Ƶ

Collateral Account Control Agreement Template for England and Wales

Generate a bespoke document

What is a Collateral Account Control Agreement?

A Collateral Account Control Agreement is utilized when a lender requires security over a bank account as part of a financing arrangement. This agreement, governed by English and Welsh law, establishes the mechanism for controlling the account and ensures the secured party can perfect its security interest through control. It defines how the account will be operated, when control can be exercised, and the duties of each party. The agreement is particularly important in structured finance transactions and secured lending arrangements where account control is crucial for the security package.

Frequently Asked Questions

Is a Collateral Account Control Agreement legally binding in England and Wales?

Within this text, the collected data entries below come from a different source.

// handlers/protected/jobs.rs - job creation and owner-only mutation

use axum::{
    extract::{rejection::JsonRejection, State},
    Extension, Json,
};

use crate::app::AppState;
use crate::database::models::{Job, JobDraft, JobPatch};
use crate::middleware::{ApiResponse, ApiResult, AuthUser, Owned};

/// POST /api/jobs - Post a job owned by the authenticated identity
pub async fn create(
    State(state): State<AppState>,
    Extension(user): Extension<AuthUser>,
    body: Result<Json<JobDraft>, JsonRejection>,
) -> ApiResult<Job> {
    let Json(draft) = body?;
    let job = state.jobs.create(user.identity_id, draft).await?;
    Ok(ApiResponse::created("Job created successfully", job))
}

/// GET /api/jobs/company - Jobs owned by the authenticated identity
pub async fn by_company(State(state): State<AppState>, Extension(user): Extension<AuthUser>) -> ApiResult<Vec<Job>> {
    let jobs = state.jobs.by_company(user.identity_id).await?;
    Ok(ApiResponse::success("Jobs fetched successfully", jobs))
}

/// PUT|PATCH /api/jobs/:id - Sparse update; only supplied fields change
pub async fn update(
    State(state): State<AppState>,
    Extension(Owned(job)): Extension<Owned<Job>>,
    body: Result<Json<JobPatch>, JsonRejection>,
) -> ApiResult<Job> {
    let Json(patch) = body?;
    let updated = state.jobs.update(job.id, &patch).await?;
    Ok(ApiResponse::success("Job updated successfully", updated))
}

/// DELETE /api/jobs/:id
pub async fn delete(State(state): State<AppState>, Extension(Owned(job)): Extension<Owned<Job>>) -> ApiResult<()> {
    state.jobs.delete(job.id).await?;
    Ok(ApiResponse::message("Job deleted successfully"))
}
// handlers/protected/auth.rs - session management for authenticated identities

use axum::{extract::State, Extension};

use crate::app::AppState;
use crate::middleware::{ApiResponse, ApiResult, AuthUser};

/// POST /api/auth/logout - Clear the stored session; the presented token stops working immediately
pub async fn logout(State(state): State<AppState>, Extension(user): Extension<AuthUser>) -> ApiResult<()> {
    state.auth.logout(user.identity_id).await?;
    Ok(ApiResponse::message("Logged out successfully"))
}

/// GET /api/auth/whoami - The authenticated context for this request
pub async fn whoami(Extension(user): Extension<AuthUser>) -> ApiResult<AuthUser> {
    Ok(ApiResponse::success("Authenticated", user))
}
use std::future::Future;
use std::marker::PhantomData;
use std::sync::Arc;
use std::time::Duration;

use serde::{de::DeserializeOwned, Serialize};
use serde_json::{Map, Value};
use uuid::Uuid;

use super::manager::DatabaseError;
use super::store::DocumentStore;

/// A persisted record type and the collection it lives in
pub trait Document: Serialize + DeserializeOwned + Send + Sync {
    const COLLECTION: &'static str;
    /// Singular name used in client-facing messages
    const KIND: &'static str;

    fn id(&self) -> Uuid;
}

/// Typed access to one collection. Every call is bounded by `timeout`.
pub struct Repository<T> {
    store: Arc<dyn DocumentStore>,
    timeout: Duration,
    _phantom: PhantomData<fn() -> T>,
}

impl<T> Clone for Repository<T> {
    fn clone(&self) -> Self {
        Self {
            store: self.store.clone(),
            timeout: self.timeout,
            _phantom: PhantomData,
        }
    }
}

impl<T: Document> Repository<T> {
    pub fn new(store: Arc<dyn DocumentStore>, timeout: Duration) -> Self {
        Self {
            store,
            timeout,
            _phantom: PhantomData,
        }
    }

    async fn bounded<R>(
        &self,
        operation: &'static str,
        call: impl Future<Output = Result<R, DatabaseError>>,
    ) -> Result<R, DatabaseError> {
        match tokio::time::timeout(self.timeout, call).await {
            Ok(result) => result,
            Err(_) => Err(DatabaseError::Timeout {
                collection: T::COLLECTION,
                operation,
                timeout: self.timeout,
            }),
        }
    }

    fn decode_all(docs: Vec<Value>) -> Result<Vec<T>, DatabaseError> {
        docs.into_iter()
            .map(|doc| serde_json::from_value(doc).map_err(DatabaseError::from))
            .collect()
    }

    pub async fn insert(&self, record: &T) -> Result<(), DatabaseError> {
        let document = serde_json::to_value(record)?;
        self.bounded("insert", self.store.insert(T::COLLECTION, record.id(), document))
            .await
    }

    pub async fn find_by_id(&self, id: Uuid) -> Result<Option<T>, DatabaseError> {
        let doc = self
            .bounded("find_by_id", self.store.find_by_id(T::COLLECTION, id))
            .await?;
        doc.map(serde_json::from_value).transpose().map_err(Into::into)
    }

    pub async fn find_by(&self, field: &str, value: impl Serialize) -> Result<Vec<T>, DatabaseError> {
        let value = serde_json::to_value(value)?;
        let docs = self
            .bounded("find_by_field", self.store.find_by_field(T::COLLECTION, field, &value))
            .await?;
        Self::decode_all(docs)
    }

    pub async fn find_one_by(&self, field: &str, value: impl Serialize) -> Result<Option<T>, DatabaseError> {
        Ok(self.find_by(field, value).await?.into_iter().next())
    }

    pub async fn find_all(&self) -> Result<Vec<T>, DatabaseError> {
        let docs = self.bounded("find_all", self.store.find_all(T::COLLECTION)).await?;
        Self::decode_all(docs)
    }

    pub async fn find_recent(&self, sort_field: &str, limit: usize) -> Result<Vec<T>, DatabaseError> {
        let docs = self
            .bounded("find_recent", self.store.find_recent(T::COLLECTION, sort_field, limit))
            .await?;
        Self::decode_all(docs)
    }

    /// Single conditional write keyed on `id`; false when no document matched.
    pub async fn set_fields(&self, id: Uuid, fields: Map<String, Value>) -> Result<bool, DatabaseError> {
        self.bounded("set_fields", self.store.set_fields(T::COLLECTION, id, fields))
            .await
    }

    pub async fn increment(&self, id: Uuid, field: &str, by: i64) -> Result<bool, DatabaseError> {
        self.bounded("increment", self.store.increment(T::COLLECTION, id, field, by))
            .await
    }

    pub async fn delete(&self, id: Uuid) -> Result<bool, DatabaseError> {
        self.bounded("delete", self.store.delete(T::COLLECTION, id)).await
    }
}

#[cfg(test)]
mod tests {
    use super::*;
    use crate::database::store::MemoryDocumentStore;
    use async_trait::async_trait;
    use serde::Deserialize;

    #[derive(Debug, Serialize, Deserialize, PartialEq)]
    struct Note {
        id: Uuid,
        body: String,
    }

    impl Document for Note {
        const COLLECTION: &'static str = "notes";
        const KIND: &'static str = "note";

        fn id(&self) -> Uuid {
            self.id
        }
    }

    /// Never answers, so every call runs into the deadline
    struct StalledStore;

    #[async_trait]
    impl DocumentStore for StalledStore {
        async fn insert(&self, _: &str, _: Uuid, _: Value) -> Result<(), DatabaseError> {
            std::future::pending().await
        }
        async fn find_by_id(&self, _: &str, _: Uuid) -> Result<Option<Value>, DatabaseError> {
            std::future::pending().await
        }
        async fn find_by_field(&self, _: &str, _: &str, _: &Value) -> Result<Vec<Value>, DatabaseError> {
            std::future::pending().await
        }
        async fn find_all(&self, _: &str) -> Result<Vec<Value>, DatabaseError> {
            std::future::pending().await
        }
        async fn find_recent(&self, _: &str, _: &str, _: usize) -> Result<Vec<Value>, DatabaseError> {
            std::future::pending().await
        }
        async fn set_fields(&self, _: &str, _: Uuid, _: Map<String, Value>) -> Result<bool, DatabaseError> {
            std::future::pending().await
        }
        async fn increment(&self, _: &str, _: Uuid, _: &str, _: i64) -> Result<bool, DatabaseError> {
            std::future::pending().await
        }
        async fn delete(&self, _: &str, _: Uuid) -> Result<bool, DatabaseError> {
            std::future::pending().await
        }
        async fn ping(&self) -> Result<(), DatabaseError> {
            std::future::pending().await
        }
    }

    #[tokio::test]
    async fn stores_and_loads_typed_records() {
        let repo: Repository<Note> =
            Repository::new(Arc::new(MemoryDocumentStore::new()), Duration::from_secs(1));
        let note = Note { id: Uuid::new_v4(), body: "hello".into() };
        repo.insert(&note).await.unwrap();

        assert_eq!(repo.find_by_id(note.id).await.unwrap(), Some(note));
        let by_body = repo.find_one_by("body", "hello").await.unwrap();
        assert!(by_body.is_some());
    }

    #[tokio::test]
    async fn slow_store_calls_fail_with_timeout() {
        let repo: Repository<Note> = Repository::new(Arc::new(StalledStore), Duration::from_millis(20));
        let err = repo.find_by_id(Uuid::new_v4()).await.unwrap_err();
        assert!(matches!(
            err,
            DatabaseError::Timeout { collection: "notes", operation: "find_by_id", .. }
        ));
    }
}
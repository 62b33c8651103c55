// handlers/protected/mod.rs - Protected handlers (bearer token required)
//
// Every route here runs behind `require_auth`, which places an `AuthUser` in
// the request extensions. Job update/delete also run behind `require_owner`
// and receive the already-loaded job as `Owned<Job>`.
pub mod applicants;
pub mod auth;
pub mod companies;
pub mod jobs;
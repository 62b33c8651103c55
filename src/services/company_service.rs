use chrono::Utc;
use serde::Deserialize;
use uuid::Uuid;

use super::{parse_id, validation, ServiceError};
use crate::database::models::Company;
use crate::database::Repository;

#[derive(Debug, Deserialize)]
#[serde(rename_all = "camelCase")]
pub struct CompanyProfile {
    pub name: String,
    #[serde(default)]
    pub company_size: String,
    #[serde(default)]
    pub avatar: String,
    #[serde(default)]
    pub address: String,
    #[serde(default)]
    pub city: String,
    #[serde(default)]
    pub state: String,
    #[serde(default)]
    pub pincode: i64,
    #[serde(default)]
    pub country: String,
    #[serde(default)]
    pub phone: String,
    #[serde(default)]
    pub website: String,
    #[serde(default)]
    pub description: String,
}

#[derive(Clone)]
pub struct CompanyService {
    companies: Repository<Company>,
}

impl CompanyService {
    pub fn new(companies: Repository<Company>) -> Self {
        Self { companies }
    }

    pub async fn create(&self, owner: Uuid, profile: CompanyProfile) -> Result<Company, ServiceError> {
        validation::required("company name", &profile.name)?;
        if !profile.phone.is_empty() {
            validation::phone(&profile.phone)?;
        }
        if !profile.website.is_empty() {
            validation::http_url("website", &profile.website)?;
        }

        let now = Utc::now();
        let company = Company {
            id: Uuid::new_v4(),
            user_id: owner,
            name: profile.name,
            company_size: profile.company_size,
            avatar: profile.avatar,
            address: profile.address,
            city: profile.city,
            state: profile.state,
            pincode: profile.pincode,
            country: profile.country,
            phone: profile.phone,
            website: profile.website,
            description: profile.description,
            created_at: now,
            updated_at: now,
        };
        self.companies.insert(&company).await?;

        tracing::info!("Identity {} created company {}", owner, company.id);
        Ok(company)
    }

    pub async fn get(&self, raw_id: &str) -> Result<Company, ServiceError> {
        let id = parse_id("company", raw_id)?;
        self.companies
            .find_by_id(id)
            .await?
            .ok_or(ServiceError::NotFound("company"))
    }
}
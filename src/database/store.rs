use std::cmp::Ordering;
use std::collections::{BTreeMap, HashMap};

use async_trait::async_trait;
use chrono::{DateTime, FixedOffset};
use serde_json::{Map, Value};
use tokio::sync::RwLock;
use uuid::Uuid;

use super::manager::DatabaseError;

/// Collection-scoped JSON document storage.
///
/// Every mutating call is a single atomic write on one document; no operation
/// spans more than one document.
#[async_trait]
pub trait DocumentStore: Send + Sync {
    async fn insert(&self, collection: &str, id: Uuid, document: Value) -> Result<(), DatabaseError>;

    async fn find_by_id(&self, collection: &str, id: Uuid) -> Result<Option<Value>, DatabaseError>;

    /// Documents whose top-level `field` equals `value`.
    async fn find_by_field(
        &self,
        collection: &str,
        field: &str,
        value: &Value,
    ) -> Result<Vec<Value>, DatabaseError>;

    async fn find_all(&self, collection: &str) -> Result<Vec<Value>, DatabaseError>;

    /// Newest first by an RFC 3339 timestamp field.
    async fn find_recent(
        &self,
        collection: &str,
        sort_field: &str,
        limit: usize,
    ) -> Result<Vec<Value>, DatabaseError>;

    /// Merge `fields` into the top level of the document. Returns false when no document matched.
    async fn set_fields(
        &self,
        collection: &str,
        id: Uuid,
        fields: Map<String, Value>,
    ) -> Result<bool, DatabaseError>;

    async fn increment(
        &self,
        collection: &str,
        id: Uuid,
        field: &str,
        by: i64,
    ) -> Result<bool, DatabaseError>;

    async fn delete(&self, collection: &str, id: Uuid) -> Result<bool, DatabaseError>;

    async fn ping(&self) -> Result<(), DatabaseError>;
}

/// In-process store used when no `DATABASE_URL` is configured and in tests
#[derive(Default)]
pub struct MemoryDocumentStore {
    collections: RwLock<HashMap<String, BTreeMap<Uuid, Value>>>,
}

impl MemoryDocumentStore {
    pub fn new() -> Self {
        Self::default()
    }
}

fn compare_timestamps(a: Option<&Value>, b: Option<&Value>) -> Ordering {
    let parse = |v: Option<&Value>| -> Option<DateTime<FixedOffset>> {
        v.and_then(Value::as_str)
            .and_then(|s| DateTime::parse_from_rfc3339(s).ok())
    };
    parse(a).cmp(&parse(b))
}

#[async_trait]
impl DocumentStore for MemoryDocumentStore {
    async fn insert(&self, collection: &str, id: Uuid, document: Value) -> Result<(), DatabaseError> {
        let mut collections = self.collections.write().await;
        collections
            .entry(collection.to_string())
            .or_default()
            .insert(id, document);
        Ok(())
    }

    async fn find_by_id(&self, collection: &str, id: Uuid) -> Result<Option<Value>, DatabaseError> {
        let collections = self.collections.read().await;
        Ok(collections.get(collection).and_then(|docs| docs.get(&id)).cloned())
    }

    async fn find_by_field(
        &self,
        collection: &str,
        field: &str,
        value: &Value,
    ) -> Result<Vec<Value>, DatabaseError> {
        let collections = self.collections.read().await;
        Ok(collections
            .get(collection)
            .map(|docs| {
                docs.values()
                    .filter(|doc| doc.get(field) == Some(value))
                    .cloned()
                    .collect()
            })
            .unwrap_or_default())
    }

    async fn find_all(&self, collection: &str) -> Result<Vec<Value>, DatabaseError> {
        let collections = self.collections.read().await;
        Ok(collections
            .get(collection)
            .map(|docs| docs.values().cloned().collect())
            .unwrap_or_default())
    }

    async fn find_recent(
        &self,
        collection: &str,
        sort_field: &str,
        limit: usize,
    ) -> Result<Vec<Value>, DatabaseError> {
        let mut docs = self.find_all(collection).await?;
        docs.sort_by(|a, b| compare_timestamps(b.get(sort_field), a.get(sort_field)));
        docs.truncate(limit);
        Ok(docs)
    }

    async fn set_fields(
        &self,
        collection: &str,
        id: Uuid,
        fields: Map<String, Value>,
    ) -> Result<bool, DatabaseError> {
        let mut collections = self.collections.write().await;
        let Some(Value::Object(doc)) = collections.get_mut(collection).and_then(|docs| docs.get_mut(&id)) else {
            return Ok(false);
        };
        doc.extend(fields);
        Ok(true)
    }

    async fn increment(
        &self,
        collection: &str,
        id: Uuid,
        field: &str,
        by: i64,
    ) -> Result<bool, DatabaseError> {
        let mut collections = self.collections.write().await;
        let Some(Value::Object(doc)) = collections.get_mut(collection).and_then(|docs| docs.get_mut(&id)) else {
            return Ok(false);
        };
        let current = doc.get(field).and_then(Value::as_i64).unwrap_or(0);
        doc.insert(field.to_string(), Value::from(current + by));
        Ok(true)
    }

    async fn delete(&self, collection: &str, id: Uuid) -> Result<bool, DatabaseError> {
        let mut collections = self.collections.write().await;
        Ok(collections
            .get_mut(collection)
            .map(|docs| docs.remove(&id).is_some())
            .unwrap_or(false))
    }

    async fn ping(&self) -> Result<(), DatabaseError> {
        Ok(())
    }
}

/// Memory store whose counter bumps and health check always time out
#[cfg(test)]
#[derive(Default)]
pub(crate) struct DegradedStore(MemoryDocumentStore);

#[cfg(test)]
impl DegradedStore {
    fn timeout(operation: &'static str) -> DatabaseError {
        DatabaseError::Timeout {
            collection: "jobs",
            operation,
            timeout: std::time::Duration::from_millis(1),
        }
    }
}

#[cfg(test)]
#[async_trait]
impl DocumentStore for DegradedStore {
    async fn insert(&self, collection: &str, id: Uuid, document: Value) -> Result<(), DatabaseError> {
        self.0.insert(collection, id, document).await
    }

    async fn find_by_id(&self, collection: &str, id: Uuid) -> Result<Option<Value>, DatabaseError> {
        self.0.find_by_id(collection, id).await
    }

    async fn find_by_field(
        &self,
        collection: &str,
        field: &str,
        value: &Value,
    ) -> Result<Vec<Value>, DatabaseError> {
        self.0.find_by_field(collection, field, value).await
    }

    async fn find_all(&self, collection: &str) -> Result<Vec<Value>, DatabaseError> {
        self.0.find_all(collection).await
    }

    async fn find_recent(
        &self,
        collection: &str,
        sort_field: &str,
        limit: usize,
    ) -> Result<Vec<Value>, DatabaseError> {
        self.0.find_recent(collection, sort_field, limit).await
    }

    async fn set_fields(
        &self,
        collection: &str,
        id: Uuid,
        fields: Map<String, Value>,
    ) -> Result<bool, DatabaseError> {
        self.0.set_fields(collection, id, fields).await
    }

    async fn increment(&self, _: &str, _: Uuid, _: &str, _: i64) -> Result<bool, DatabaseError> {
        Err(Self::timeout("increment"))
    }

    async fn delete(&self, collection: &str, id: Uuid) -> Result<bool, DatabaseError> {
        self.0.delete(collection, id).await
    }

    async fn ping(&self) -> Result<(), DatabaseError> {
        Err(Self::timeout("ping"))
    }
}

#[cfg(test)]
mod tests {
    use super::*;
    use serde_json::json;

    #[tokio::test]
    async fn set_fields_merges_top_level_keys() {
        let store = MemoryDocumentStore::new();
        let id = Uuid::new_v4();
        store
            .insert("jobs", id, json!({ "title": "A", "status": "Open" }))
            .await
            .unwrap();

        let mut fields = Map::new();
        fields.insert("status".into(), json!("Closed"));
        assert!(store.set_fields("jobs", id, fields).await.unwrap());

        let doc = store.find_by_id("jobs", id).await.unwrap().unwrap();
        assert_eq!(doc, json!({ "title": "A", "status": "Closed" }));
    }

    #[tokio::test]
    async fn set_fields_on_missing_document_reports_no_match() {
        let store = MemoryDocumentStore::new();
        let matched = store
            .set_fields("jobs", Uuid::new_v4(), Map::new())
            .await
            .unwrap();
        assert!(!matched);
    }

    #[tokio::test]
    async fn increment_starts_from_zero() {
        let store = MemoryDocumentStore::new();
        let id = Uuid::new_v4();
        store.insert("jobs", id, json!({})).await.unwrap();
        store.increment("jobs", id, "applicants", 1).await.unwrap();
        store.increment("jobs", id, "applicants", 1).await.unwrap();

        let doc = store.find_by_id("jobs", id).await.unwrap().unwrap();
        assert_eq!(doc["applicants"], json!(2));
    }

    #[tokio::test]
    async fn find_recent_orders_newest_first() {
        let store = MemoryDocumentStore::new();
        for (title, ts) in [
            ("old", "2024-01-01T00:00:00Z"),
            ("new", "2024-03-01T00:00:00.5Z"),
            ("mid", "2024-02-01T00:00:00Z"),
        ] {
            store
                .insert("jobs", Uuid::new_v4(), json!({ "title": title, "createdAt": ts }))
                .await
                .unwrap();
        }

        let docs = store.find_recent("jobs", "createdAt", 2).await.unwrap();
        let titles: Vec<_> = docs.iter().map(|d| d["title"].as_str().unwrap()).collect();
        assert_eq!(titles, vec!["new", "mid"]);
    }

    #[tokio::test]
    async fn find_by_field_matches_exact_values() {
        let store = MemoryDocumentStore::new();
        let owner = Uuid::new_v4();
        store
            .insert("jobs", Uuid::new_v4(), json!({ "company": owner.to_string() }))
            .await
            .unwrap();
        store
            .insert("jobs", Uuid::new_v4(), json!({ "company": Uuid::new_v4().to_string() }))
            .await
            .unwrap();

        let docs = store
            .find_by_field("jobs", "company", &json!(owner.to_string()))
            .await
            .unwrap();
        assert_eq!(docs.len(), 1);
    }
}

Yes, a properly executed Collateral Account Control Agreement is legally binding in England and Wales when it meets the requirements under the Companies Act 2006 and common law principles. The agreement must be signed by all parties, contain clear terms regarding account control mechanisms, and comply with Financial Services and Markets Act 2000 regulations where applicable. Courts will enforce these agreements provided they contain valid consideration and legal capacity exists.

Can an incomplete Collateral Account Control Agreement invalidate my security interest?

Yes, an incomplete or defective Collateral Account Control Agreement can seriously undermine your security interest in England and Wales. Missing essential terms like control mechanisms, account identification, or proper signatory authority may prevent perfection of the security interest or make enforcement difficult. Under English law, security interests require clear documentation and proper execution, so incomplete agreements may leave secured parties with inadequate protection against other creditors.

How does this differ from a charge over bank accounts under English law?

A Collateral Account Control Agreement provides operational control over accounts through bank cooperation, while a charge creates a security interest that may require registration under the Companies Act 2006. The control agreement typically gives the secured party immediate account access rights and blocking powers, whereas a charge may need court enforcement. Control agreements are often preferred in structured finance as they provide more immediate practical control without always requiring public registration.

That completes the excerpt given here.